Autonomous Driving in Urban Environments
The coming decades will see the creation of fully autonomous vehicles (AVs) capable of driving without human intervention. Among the expected benefits of AVs are a significant reduction in traffic incidents, congestion, and pollution, while dramatically improving cost-efficiency.
Creating a complete AV system is a tremendous technological and scientific challenge. A key aspect in any AV system is the ability to drive safely in the presence of other actors in the environment, including other vehicles and pedestrians. Driving safely relies crucially on the ability to make accurate predictions about the intentions and behaviours of other actors based on limited observations, and the ability to compute robust plans with specified safety-compliance under a limited compute budget. Several surveys provide a good introduction into this area of research and open problems [1-4].
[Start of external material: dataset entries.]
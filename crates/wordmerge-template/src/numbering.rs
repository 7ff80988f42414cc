/*
 * numbering.rs
 * Copyright (c) 2025 Posit, PBC
 */

//! Registry of list numbering definitions allocated during a render.
//!
//! HTML conversion registers one definition per list root it emits; nested
//! list levels reuse that definition with a deeper indent level. IDs are
//! allocated as `max existing + 1` so lists produced in different loop
//! iterations or call blocks never share a definition.

use serde::Serialize;

/// A numbering definition allocated for one list.
#[derive(Debug, Clone, PartialEq, Eq, Serialize)]
pub struct Definition {
    pub num_id: u32,
    pub style: String,
}

#[derive(Debug, Clone, Default)]
pub struct Numbering {
    /// Highest ID already used by the template's own numbering part.
    reserved: u32,
    definitions: Vec<Definition>,
}

impl Numbering {
    pub fn new() -> Self {
        Self::default()
    }

    /// A registry whose allocations start after the template's existing IDs.
    pub fn with_existing_ids(ids: impl IntoIterator<Item = u32>) -> Self {
        Self {
            reserved: ids.into_iter().max().unwrap_or(0),
            definitions: Vec::new(),
        }
    }

    /// Allocate a definition for a new list rendered with `style`.
    pub fn register(&mut self, style: &str) -> Definition {
        let num_id = self
            .definitions
            .iter()
            .map(|d| d.num_id)
            .max()
            .unwrap_or(self.reserved)
            .max(self.reserved)
            + 1;

        let definition = Definition {
            num_id,
            style: style.to_string(),
        };
        self.definitions.push(definition.clone());
        definition
    }

    /// Forget every definition allocated so far. Reserved template IDs stay
    /// reserved.
    pub fn reset(&mut self) {
        self.definitions.clear();
    }

    /// Definitions in allocation order.
    pub fn definitions(&self) -> &[Definition] {
        &self.definitions
    }
}

#[cfg(test)]
mod tests {
    use super::*;

    #[test]
    fn test_register_allocates_increasing_ids() {
        let mut numbering = Numbering::new();
        let a = numbering.register("ListBullet");
        let b = numbering.register("ListNumber");
        let c = numbering.register("ListBullet");

        assert_eq!((a.num_id, b.num_id, c.num_id), (1, 2, 3));
        assert_eq!(b.style, "ListNumber");
        assert_eq!(numbering.definitions().len(), 3);
    }

    #[test]
    fn test_existing_ids_are_skipped() {
        let mut numbering = Numbering::with_existing_ids([4, 12, 7]);
        assert_eq!(numbering.register("ListBullet").num_id, 13);
    }

    #[test]
    fn test_reset() {
        let mut numbering = Numbering::with_existing_ids([2]);
        numbering.register("ListBullet");
        numbering.reset();

        assert!(numbering.definitions().is_empty());
        assert_eq!(numbering.register("ListBullet").num_id, 3);
    }
}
The goal of this project is to develop novel algorithms for autonomous driving in urban environments, by integrating efficient prediction and planning under limited observations and compute budget. Open source platforms such as CARLA (http://carla.org/) can be used for testing and evaluation of the developed algorithms. The challenge task is to drive safely across an entire city with diverse interaction scenarios (junctions, roundabouts, traffic jams, etc).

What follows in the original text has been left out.